*Activity:* Go through the entries below and pick out every line with "Debug".

(Data)

// SPDX-License-Identifier: AGPL-3.0-or-later
//
// Copyright (C) 2025 Daniel Negri
//
// This program is free software: you can redistribute it and/or modify
// it under the terms of the GNU Affero General Public License as published by
// the Free Software Foundation, either version 3 of the License, or
// (at your option) any later version.
//
// This program is distributed in the hope that it will be useful,
// but WITHOUT ANY WARRANTY; without even the implied warranty of
// MERCHANTABILITY or FITNESS FOR A PARTICULAR PURPOSE. See the
// GNU Affero General Public License for more details.
//
// You should have received a copy of the GNU Affero General Public License
// along with this program. If not, see <https://www.gnu.org/licenses/>.

//! Environment-based configuration.
//!
//! All settings are optional:
//! - `GEM_LEDGER_MAX_ATTEMPTS` - account write attempts per redemption (default: 3)
//! - `GEM_LEDGER_RETRY_BASE_MS` - first backoff delay in milliseconds (default: 10)
//! - `GEM_LEDGER_LOG_LEVEL` - tracing filter directive (default: "info")
//! - `GEM_LEDGER_LOG_FORMAT` - "pretty" or "json" (default: "pretty")

use crate::logging::LogFormat;
use crate::retry::RetryPolicy;
use std::env;
use std::time::Duration;
use thiserror::Error;

pub const MAX_ATTEMPTS_VAR: &str = "GEM_LEDGER_MAX_ATTEMPTS";
pub const RETRY_BASE_MS_VAR: &str = "GEM_LEDGER_RETRY_BASE_MS";
pub const LOG_LEVEL_VAR: &str = "GEM_LEDGER_LOG_LEVEL";
pub const LOG_FORMAT_VAR: &str = "GEM_LEDGER_LOG_FORMAT";

/// Upper bound on configured attempts.
const MAX_CONFIGURED_ATTEMPTS: u32 = 10;

#[derive(Debug, Error, PartialEq, Eq)]
pub enum ConfigError {
    #[error("invalid value for {0}: {1}")]
    InvalidValue(&'static str, String),
}

#[derive(Debug, Clone, PartialEq, Eq)]
pub struct EngineConfig {
    pub retry: RetryPolicy,
    pub log_level: String,
    pub log_format: LogFormat,
}

impl Default for EngineConfig {
    fn default() -> Self {
        Self {
            retry: RetryPolicy::default(),
            log_level: "info".to_string(),
            log_format: LogFormat::default(),
        }
    }
}

impl EngineConfig {
    /// Load configuration from environment variables.
    pub fn from_env() -> Result<Self, ConfigError> {
        Self::from_lookup(|name| env::var(name).ok())
    }

    /// Load configuration from any variable source.
    pub fn from_lookup(lookup: impl Fn(&str) -> Option<String>) -> Result<Self, ConfigError> {
        let defaults = Self::default();

        let max_attempts = match lookup(MAX_ATTEMPTS_VAR) {
            Some(raw) => {
                let attempts: u32 = raw
                    .trim()
                    .parse()
                    .map_err(|_| ConfigError::InvalidValue(MAX_ATTEMPTS_VAR, raw.clone()))?;
                if !(1..=MAX_CONFIGURED_ATTEMPTS).contains(&attempts) {
                    return Err(ConfigError::InvalidValue(
                        MAX_ATTEMPTS_VAR,
                        format!("{attempts} is outside 1..={MAX_CONFIGURED_ATTEMPTS}"),
                    ));
                }
                attempts
            }
            None => defaults.retry.max_attempts(),
        };

        let base_delay = match lookup(RETRY_BASE_MS_VAR) {
            Some(raw) => raw
                .trim()
                .parse::<u64>()
                .map(Duration::from_millis)
                .map_err(|_| ConfigError::InvalidValue(RETRY_BASE_MS_VAR, raw.clone()))?,
            None => defaults.retry.base_delay(),
        };

        let log_level = lookup(LOG_LEVEL_VAR)
            .map(|level| level.trim().to_string())
            .filter(|level| !level.is_empty())
            .unwrap_or(defaults.log_level);

        let log_format = match lookup(LOG_FORMAT_VAR) {
            Some(raw) => raw
                .parse()
                .map_err(|e: String| ConfigError::InvalidValue(LOG_FORMAT_VAR, e))?,
            None => defaults.log_format,
        };

        Ok(Self {
            retry: RetryPolicy::new(max_attempts, base_delay),
            log_level,
            log_format,
        })
    }
}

(End Data)

*Expected answer:*
#[derive(Debug, Error, PartialEq, Eq)]
#[derive(Debug, Clone, PartialEq, Eq)]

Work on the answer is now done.